Information –
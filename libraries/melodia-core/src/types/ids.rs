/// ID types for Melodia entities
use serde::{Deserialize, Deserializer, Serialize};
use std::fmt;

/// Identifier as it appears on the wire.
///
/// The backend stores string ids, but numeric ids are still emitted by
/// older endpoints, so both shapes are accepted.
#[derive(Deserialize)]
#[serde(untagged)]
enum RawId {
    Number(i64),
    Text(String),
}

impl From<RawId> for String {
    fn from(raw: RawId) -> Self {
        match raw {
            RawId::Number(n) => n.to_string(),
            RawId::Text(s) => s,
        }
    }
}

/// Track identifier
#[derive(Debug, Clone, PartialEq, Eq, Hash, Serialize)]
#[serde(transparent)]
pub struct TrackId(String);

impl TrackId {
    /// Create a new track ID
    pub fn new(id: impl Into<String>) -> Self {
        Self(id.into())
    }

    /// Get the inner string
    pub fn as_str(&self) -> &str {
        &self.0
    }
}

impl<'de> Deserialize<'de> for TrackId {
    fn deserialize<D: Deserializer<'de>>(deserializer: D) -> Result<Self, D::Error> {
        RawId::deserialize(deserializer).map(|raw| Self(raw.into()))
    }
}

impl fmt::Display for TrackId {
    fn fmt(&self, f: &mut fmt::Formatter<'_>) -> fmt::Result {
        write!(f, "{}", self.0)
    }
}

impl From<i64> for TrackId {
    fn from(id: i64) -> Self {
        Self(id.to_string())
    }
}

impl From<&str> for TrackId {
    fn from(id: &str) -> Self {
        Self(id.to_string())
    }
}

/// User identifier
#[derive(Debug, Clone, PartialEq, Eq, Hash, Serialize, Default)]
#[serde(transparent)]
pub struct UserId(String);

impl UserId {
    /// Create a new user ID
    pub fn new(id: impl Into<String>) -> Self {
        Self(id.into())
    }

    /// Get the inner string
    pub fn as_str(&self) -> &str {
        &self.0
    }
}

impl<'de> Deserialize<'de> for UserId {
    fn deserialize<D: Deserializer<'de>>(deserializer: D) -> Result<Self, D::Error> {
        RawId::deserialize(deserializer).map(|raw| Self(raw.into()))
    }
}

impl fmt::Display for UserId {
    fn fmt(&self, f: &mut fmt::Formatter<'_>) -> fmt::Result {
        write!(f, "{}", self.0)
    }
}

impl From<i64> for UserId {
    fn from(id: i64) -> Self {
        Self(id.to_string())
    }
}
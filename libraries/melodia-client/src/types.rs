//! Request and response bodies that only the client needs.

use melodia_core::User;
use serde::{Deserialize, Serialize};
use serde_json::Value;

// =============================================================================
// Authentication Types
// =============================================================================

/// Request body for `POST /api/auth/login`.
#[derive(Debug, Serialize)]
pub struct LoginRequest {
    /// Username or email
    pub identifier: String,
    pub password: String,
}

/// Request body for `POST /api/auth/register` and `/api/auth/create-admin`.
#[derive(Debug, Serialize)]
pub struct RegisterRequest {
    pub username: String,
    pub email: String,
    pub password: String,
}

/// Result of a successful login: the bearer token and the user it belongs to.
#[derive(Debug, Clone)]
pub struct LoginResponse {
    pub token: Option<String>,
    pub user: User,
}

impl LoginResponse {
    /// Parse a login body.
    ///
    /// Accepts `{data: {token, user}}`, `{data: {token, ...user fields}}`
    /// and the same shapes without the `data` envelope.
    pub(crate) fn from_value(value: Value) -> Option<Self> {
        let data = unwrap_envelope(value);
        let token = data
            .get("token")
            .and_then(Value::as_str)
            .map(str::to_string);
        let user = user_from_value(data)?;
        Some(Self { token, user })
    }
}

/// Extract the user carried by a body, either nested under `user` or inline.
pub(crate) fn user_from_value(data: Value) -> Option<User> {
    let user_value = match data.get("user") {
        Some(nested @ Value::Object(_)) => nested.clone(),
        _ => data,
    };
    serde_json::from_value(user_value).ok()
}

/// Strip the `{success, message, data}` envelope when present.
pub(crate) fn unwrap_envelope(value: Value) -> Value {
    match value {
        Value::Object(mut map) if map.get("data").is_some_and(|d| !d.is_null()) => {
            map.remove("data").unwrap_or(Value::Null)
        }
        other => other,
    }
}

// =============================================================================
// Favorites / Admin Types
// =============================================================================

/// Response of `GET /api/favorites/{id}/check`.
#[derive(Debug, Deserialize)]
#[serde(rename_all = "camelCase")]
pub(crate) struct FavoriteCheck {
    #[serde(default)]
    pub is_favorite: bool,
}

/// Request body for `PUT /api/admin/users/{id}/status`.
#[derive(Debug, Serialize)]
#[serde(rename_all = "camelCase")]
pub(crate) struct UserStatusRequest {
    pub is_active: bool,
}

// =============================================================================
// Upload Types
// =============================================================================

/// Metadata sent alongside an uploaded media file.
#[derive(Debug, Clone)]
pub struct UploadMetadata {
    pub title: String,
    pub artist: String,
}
* * *
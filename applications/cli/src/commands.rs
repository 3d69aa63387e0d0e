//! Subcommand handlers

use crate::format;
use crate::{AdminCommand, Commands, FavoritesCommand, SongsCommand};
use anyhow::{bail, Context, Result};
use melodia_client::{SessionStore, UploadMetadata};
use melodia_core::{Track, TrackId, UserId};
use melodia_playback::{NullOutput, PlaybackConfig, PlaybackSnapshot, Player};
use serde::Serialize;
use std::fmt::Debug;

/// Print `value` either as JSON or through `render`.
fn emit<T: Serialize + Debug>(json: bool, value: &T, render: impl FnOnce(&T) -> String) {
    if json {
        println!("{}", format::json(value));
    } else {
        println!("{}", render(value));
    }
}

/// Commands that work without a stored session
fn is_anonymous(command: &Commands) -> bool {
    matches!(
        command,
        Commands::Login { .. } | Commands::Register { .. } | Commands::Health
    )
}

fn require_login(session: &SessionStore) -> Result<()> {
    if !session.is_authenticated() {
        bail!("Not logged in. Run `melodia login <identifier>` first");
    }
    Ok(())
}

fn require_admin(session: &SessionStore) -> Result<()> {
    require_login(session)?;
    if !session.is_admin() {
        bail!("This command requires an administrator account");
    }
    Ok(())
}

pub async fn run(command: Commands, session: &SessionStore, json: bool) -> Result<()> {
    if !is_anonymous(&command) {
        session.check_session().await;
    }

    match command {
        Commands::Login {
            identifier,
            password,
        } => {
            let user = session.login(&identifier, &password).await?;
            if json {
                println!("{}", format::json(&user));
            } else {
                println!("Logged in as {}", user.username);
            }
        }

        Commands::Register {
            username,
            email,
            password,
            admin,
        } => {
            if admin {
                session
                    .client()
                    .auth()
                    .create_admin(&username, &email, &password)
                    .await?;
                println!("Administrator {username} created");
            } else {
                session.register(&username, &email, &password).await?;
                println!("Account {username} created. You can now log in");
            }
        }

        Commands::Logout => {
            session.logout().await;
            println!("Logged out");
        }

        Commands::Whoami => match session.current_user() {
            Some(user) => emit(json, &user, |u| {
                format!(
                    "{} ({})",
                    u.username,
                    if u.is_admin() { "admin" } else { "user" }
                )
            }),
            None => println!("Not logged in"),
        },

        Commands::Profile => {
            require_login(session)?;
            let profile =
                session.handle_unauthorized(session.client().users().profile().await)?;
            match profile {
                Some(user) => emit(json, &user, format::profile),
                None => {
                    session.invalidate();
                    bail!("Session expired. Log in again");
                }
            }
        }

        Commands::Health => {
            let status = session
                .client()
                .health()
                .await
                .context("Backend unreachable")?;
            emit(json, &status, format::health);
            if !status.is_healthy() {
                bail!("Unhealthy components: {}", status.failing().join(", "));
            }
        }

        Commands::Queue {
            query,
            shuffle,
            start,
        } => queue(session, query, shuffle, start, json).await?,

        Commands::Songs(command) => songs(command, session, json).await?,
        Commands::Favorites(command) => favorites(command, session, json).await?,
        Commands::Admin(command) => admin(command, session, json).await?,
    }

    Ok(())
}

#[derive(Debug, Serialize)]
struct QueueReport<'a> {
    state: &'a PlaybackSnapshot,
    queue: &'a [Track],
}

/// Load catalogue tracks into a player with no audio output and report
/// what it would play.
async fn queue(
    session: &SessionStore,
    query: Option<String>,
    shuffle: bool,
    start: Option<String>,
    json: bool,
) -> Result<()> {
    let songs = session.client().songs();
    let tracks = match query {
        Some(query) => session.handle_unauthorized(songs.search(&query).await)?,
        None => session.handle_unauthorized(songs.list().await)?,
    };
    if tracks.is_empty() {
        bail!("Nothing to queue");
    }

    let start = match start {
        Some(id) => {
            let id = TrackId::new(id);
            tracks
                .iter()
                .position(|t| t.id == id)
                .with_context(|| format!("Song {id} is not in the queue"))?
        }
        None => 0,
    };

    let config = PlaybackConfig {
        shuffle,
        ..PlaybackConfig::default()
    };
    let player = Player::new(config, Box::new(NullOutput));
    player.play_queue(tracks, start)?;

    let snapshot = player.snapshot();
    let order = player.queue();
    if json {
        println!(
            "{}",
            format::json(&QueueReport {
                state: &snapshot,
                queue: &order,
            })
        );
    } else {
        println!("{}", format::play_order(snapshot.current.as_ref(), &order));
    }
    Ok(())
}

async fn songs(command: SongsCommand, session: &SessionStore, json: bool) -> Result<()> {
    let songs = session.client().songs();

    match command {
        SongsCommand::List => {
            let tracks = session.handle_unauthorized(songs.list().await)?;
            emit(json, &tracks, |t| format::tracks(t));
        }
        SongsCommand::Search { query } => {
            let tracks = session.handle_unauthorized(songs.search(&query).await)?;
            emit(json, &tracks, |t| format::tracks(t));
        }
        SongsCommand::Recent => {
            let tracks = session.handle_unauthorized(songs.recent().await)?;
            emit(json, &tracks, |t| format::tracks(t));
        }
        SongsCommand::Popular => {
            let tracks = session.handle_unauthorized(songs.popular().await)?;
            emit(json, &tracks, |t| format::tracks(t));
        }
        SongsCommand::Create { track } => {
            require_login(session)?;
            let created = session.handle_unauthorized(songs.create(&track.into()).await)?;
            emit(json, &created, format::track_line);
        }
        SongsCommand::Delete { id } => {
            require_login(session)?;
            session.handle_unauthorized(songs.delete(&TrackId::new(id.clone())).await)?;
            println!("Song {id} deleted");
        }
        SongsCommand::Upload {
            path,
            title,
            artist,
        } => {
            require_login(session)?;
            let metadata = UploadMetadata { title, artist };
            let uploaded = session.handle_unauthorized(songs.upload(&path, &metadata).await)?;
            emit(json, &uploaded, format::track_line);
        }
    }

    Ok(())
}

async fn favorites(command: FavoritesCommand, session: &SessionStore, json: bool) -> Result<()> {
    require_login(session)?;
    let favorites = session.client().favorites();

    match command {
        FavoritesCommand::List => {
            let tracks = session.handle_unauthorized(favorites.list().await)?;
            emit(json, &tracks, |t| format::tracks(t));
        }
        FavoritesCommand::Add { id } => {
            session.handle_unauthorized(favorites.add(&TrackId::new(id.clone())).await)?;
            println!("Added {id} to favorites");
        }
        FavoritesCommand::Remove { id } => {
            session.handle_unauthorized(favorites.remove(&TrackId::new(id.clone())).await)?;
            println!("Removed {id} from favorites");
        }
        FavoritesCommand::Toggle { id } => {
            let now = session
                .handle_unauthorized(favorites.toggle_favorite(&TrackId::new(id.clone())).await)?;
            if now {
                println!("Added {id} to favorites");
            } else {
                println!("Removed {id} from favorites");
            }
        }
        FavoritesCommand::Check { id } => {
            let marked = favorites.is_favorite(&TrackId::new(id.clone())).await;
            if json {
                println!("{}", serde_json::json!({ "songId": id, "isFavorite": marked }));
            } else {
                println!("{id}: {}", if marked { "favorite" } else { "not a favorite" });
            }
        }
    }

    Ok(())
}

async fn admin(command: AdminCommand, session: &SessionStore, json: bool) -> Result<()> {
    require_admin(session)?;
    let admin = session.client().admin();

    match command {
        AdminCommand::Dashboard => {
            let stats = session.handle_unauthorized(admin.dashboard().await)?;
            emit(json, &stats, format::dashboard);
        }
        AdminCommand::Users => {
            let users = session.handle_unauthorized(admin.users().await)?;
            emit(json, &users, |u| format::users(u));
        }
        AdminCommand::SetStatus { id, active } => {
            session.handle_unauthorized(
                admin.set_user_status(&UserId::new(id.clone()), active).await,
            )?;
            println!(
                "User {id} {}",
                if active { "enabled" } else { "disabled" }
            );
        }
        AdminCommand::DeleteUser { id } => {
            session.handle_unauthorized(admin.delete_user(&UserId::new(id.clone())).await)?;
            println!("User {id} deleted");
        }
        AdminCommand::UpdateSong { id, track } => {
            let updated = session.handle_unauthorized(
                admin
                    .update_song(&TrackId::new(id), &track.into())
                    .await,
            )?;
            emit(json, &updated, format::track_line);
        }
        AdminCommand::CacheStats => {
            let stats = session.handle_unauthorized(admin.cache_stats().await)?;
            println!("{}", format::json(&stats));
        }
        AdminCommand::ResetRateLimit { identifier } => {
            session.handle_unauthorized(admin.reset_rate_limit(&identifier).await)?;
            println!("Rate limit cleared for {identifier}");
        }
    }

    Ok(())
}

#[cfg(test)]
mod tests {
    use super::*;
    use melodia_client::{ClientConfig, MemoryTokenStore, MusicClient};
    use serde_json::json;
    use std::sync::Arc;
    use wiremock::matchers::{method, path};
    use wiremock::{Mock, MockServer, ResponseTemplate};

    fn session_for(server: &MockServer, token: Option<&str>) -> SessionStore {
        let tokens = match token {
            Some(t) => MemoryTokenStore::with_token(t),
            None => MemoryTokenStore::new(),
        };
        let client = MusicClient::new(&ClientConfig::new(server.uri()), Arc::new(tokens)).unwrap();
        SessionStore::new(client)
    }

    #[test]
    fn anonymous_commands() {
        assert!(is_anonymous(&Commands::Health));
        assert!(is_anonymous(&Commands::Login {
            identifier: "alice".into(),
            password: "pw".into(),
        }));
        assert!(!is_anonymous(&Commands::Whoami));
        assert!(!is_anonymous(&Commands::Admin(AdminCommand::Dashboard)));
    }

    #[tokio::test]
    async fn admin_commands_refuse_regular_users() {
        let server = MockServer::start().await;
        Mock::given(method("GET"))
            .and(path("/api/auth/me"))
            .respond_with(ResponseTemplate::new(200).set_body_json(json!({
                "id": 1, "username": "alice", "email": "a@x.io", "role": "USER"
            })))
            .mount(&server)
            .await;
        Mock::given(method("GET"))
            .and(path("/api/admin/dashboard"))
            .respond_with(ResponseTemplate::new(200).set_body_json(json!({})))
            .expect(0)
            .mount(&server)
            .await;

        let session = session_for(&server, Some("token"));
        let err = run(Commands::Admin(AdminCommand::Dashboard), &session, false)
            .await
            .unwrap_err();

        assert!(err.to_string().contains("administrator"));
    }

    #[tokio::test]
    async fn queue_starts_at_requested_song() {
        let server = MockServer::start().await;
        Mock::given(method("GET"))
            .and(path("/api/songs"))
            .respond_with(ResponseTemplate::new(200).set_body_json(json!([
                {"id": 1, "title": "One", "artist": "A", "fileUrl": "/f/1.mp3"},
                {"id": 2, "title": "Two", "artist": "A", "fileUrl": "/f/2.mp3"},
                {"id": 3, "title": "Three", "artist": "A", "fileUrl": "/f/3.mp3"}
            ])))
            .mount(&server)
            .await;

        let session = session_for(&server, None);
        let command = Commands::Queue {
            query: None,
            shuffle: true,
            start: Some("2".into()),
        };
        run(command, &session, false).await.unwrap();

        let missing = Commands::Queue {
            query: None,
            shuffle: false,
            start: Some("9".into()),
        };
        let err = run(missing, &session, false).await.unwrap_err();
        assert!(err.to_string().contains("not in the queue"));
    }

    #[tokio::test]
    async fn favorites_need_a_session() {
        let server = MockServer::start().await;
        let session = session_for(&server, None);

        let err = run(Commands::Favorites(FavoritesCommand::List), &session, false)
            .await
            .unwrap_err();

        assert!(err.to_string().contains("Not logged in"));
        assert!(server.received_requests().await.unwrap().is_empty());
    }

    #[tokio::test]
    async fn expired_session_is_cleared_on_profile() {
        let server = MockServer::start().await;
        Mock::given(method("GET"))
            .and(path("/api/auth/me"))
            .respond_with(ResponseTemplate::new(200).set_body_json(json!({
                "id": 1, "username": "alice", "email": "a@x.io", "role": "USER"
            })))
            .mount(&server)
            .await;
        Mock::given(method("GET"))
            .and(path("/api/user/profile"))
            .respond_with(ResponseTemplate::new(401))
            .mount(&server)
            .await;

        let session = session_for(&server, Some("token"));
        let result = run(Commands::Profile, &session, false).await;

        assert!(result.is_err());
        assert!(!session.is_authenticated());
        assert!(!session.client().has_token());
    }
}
---
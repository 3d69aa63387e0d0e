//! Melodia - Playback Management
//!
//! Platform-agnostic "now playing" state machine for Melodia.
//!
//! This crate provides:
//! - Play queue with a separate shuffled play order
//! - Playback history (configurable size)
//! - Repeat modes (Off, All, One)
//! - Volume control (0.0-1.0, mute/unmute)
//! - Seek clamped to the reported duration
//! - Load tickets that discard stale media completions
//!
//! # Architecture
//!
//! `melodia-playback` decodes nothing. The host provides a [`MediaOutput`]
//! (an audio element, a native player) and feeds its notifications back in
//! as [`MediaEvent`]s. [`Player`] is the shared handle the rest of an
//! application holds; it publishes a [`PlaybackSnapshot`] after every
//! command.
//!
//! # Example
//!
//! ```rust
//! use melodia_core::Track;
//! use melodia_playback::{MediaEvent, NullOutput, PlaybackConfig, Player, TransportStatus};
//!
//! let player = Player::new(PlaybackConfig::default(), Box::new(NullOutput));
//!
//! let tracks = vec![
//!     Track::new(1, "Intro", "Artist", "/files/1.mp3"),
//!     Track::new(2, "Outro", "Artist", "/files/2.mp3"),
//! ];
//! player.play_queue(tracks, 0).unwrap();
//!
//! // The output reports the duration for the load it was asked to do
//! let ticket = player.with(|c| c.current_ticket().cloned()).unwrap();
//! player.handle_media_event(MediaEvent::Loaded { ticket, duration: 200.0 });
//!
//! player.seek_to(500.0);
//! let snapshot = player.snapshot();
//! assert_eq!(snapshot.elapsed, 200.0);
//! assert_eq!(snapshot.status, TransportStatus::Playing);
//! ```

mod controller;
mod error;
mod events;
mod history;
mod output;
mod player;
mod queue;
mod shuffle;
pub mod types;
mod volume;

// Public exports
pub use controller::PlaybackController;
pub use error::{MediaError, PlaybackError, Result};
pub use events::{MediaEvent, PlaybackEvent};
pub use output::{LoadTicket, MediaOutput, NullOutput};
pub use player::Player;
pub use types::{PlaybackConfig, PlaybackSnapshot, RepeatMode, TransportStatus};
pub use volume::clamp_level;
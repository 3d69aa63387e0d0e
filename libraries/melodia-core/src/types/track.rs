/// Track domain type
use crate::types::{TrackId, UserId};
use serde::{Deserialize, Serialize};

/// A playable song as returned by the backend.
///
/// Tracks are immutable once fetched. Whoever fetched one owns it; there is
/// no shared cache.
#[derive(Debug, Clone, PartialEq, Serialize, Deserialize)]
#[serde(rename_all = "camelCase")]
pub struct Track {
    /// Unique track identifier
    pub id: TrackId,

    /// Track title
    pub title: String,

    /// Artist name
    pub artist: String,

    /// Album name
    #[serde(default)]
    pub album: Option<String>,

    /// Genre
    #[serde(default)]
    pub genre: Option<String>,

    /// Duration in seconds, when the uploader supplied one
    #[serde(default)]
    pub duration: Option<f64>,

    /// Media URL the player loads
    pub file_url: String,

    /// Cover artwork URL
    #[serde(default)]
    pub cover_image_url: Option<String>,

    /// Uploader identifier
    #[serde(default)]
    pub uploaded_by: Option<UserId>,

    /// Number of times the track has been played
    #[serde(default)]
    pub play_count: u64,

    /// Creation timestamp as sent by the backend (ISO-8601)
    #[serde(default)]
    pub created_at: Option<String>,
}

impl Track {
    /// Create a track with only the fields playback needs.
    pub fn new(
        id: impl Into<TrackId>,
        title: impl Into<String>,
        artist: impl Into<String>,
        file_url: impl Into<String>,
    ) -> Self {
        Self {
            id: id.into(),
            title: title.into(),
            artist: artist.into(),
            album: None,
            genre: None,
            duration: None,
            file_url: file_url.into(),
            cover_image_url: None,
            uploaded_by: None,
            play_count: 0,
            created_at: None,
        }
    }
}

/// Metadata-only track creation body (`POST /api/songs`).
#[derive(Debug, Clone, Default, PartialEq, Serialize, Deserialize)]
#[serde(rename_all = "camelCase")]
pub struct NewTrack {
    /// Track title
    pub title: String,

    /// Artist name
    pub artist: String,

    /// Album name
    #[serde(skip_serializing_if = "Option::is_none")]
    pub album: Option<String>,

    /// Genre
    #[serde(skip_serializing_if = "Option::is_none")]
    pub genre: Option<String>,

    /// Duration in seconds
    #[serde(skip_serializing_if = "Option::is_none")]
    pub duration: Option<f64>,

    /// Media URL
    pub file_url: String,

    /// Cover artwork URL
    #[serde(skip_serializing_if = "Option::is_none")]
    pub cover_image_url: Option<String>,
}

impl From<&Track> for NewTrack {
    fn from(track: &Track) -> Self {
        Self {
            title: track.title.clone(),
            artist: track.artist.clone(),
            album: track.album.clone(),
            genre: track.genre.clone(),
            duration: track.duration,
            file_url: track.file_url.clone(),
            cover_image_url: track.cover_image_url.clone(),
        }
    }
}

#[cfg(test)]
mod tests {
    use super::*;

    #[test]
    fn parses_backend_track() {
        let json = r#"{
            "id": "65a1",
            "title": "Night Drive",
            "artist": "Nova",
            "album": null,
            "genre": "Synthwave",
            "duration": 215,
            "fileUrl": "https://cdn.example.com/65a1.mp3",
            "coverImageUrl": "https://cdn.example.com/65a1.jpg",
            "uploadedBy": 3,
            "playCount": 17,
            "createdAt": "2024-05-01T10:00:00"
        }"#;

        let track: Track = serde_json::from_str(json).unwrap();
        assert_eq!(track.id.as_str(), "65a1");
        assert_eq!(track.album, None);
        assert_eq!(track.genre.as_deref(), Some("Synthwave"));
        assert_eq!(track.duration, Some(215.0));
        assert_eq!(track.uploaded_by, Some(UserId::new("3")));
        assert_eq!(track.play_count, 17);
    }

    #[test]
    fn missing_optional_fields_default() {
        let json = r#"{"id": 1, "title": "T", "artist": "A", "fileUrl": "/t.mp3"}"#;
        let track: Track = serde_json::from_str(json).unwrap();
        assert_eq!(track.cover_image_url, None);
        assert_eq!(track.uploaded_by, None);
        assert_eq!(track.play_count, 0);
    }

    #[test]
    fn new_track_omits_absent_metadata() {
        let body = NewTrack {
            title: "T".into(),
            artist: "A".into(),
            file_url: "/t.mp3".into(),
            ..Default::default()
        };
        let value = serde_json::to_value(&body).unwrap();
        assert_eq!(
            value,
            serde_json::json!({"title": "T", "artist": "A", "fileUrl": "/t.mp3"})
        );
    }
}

Your task – Only one number is wanted: how many lines of the data above include the word "Hash".

Expected answer – 2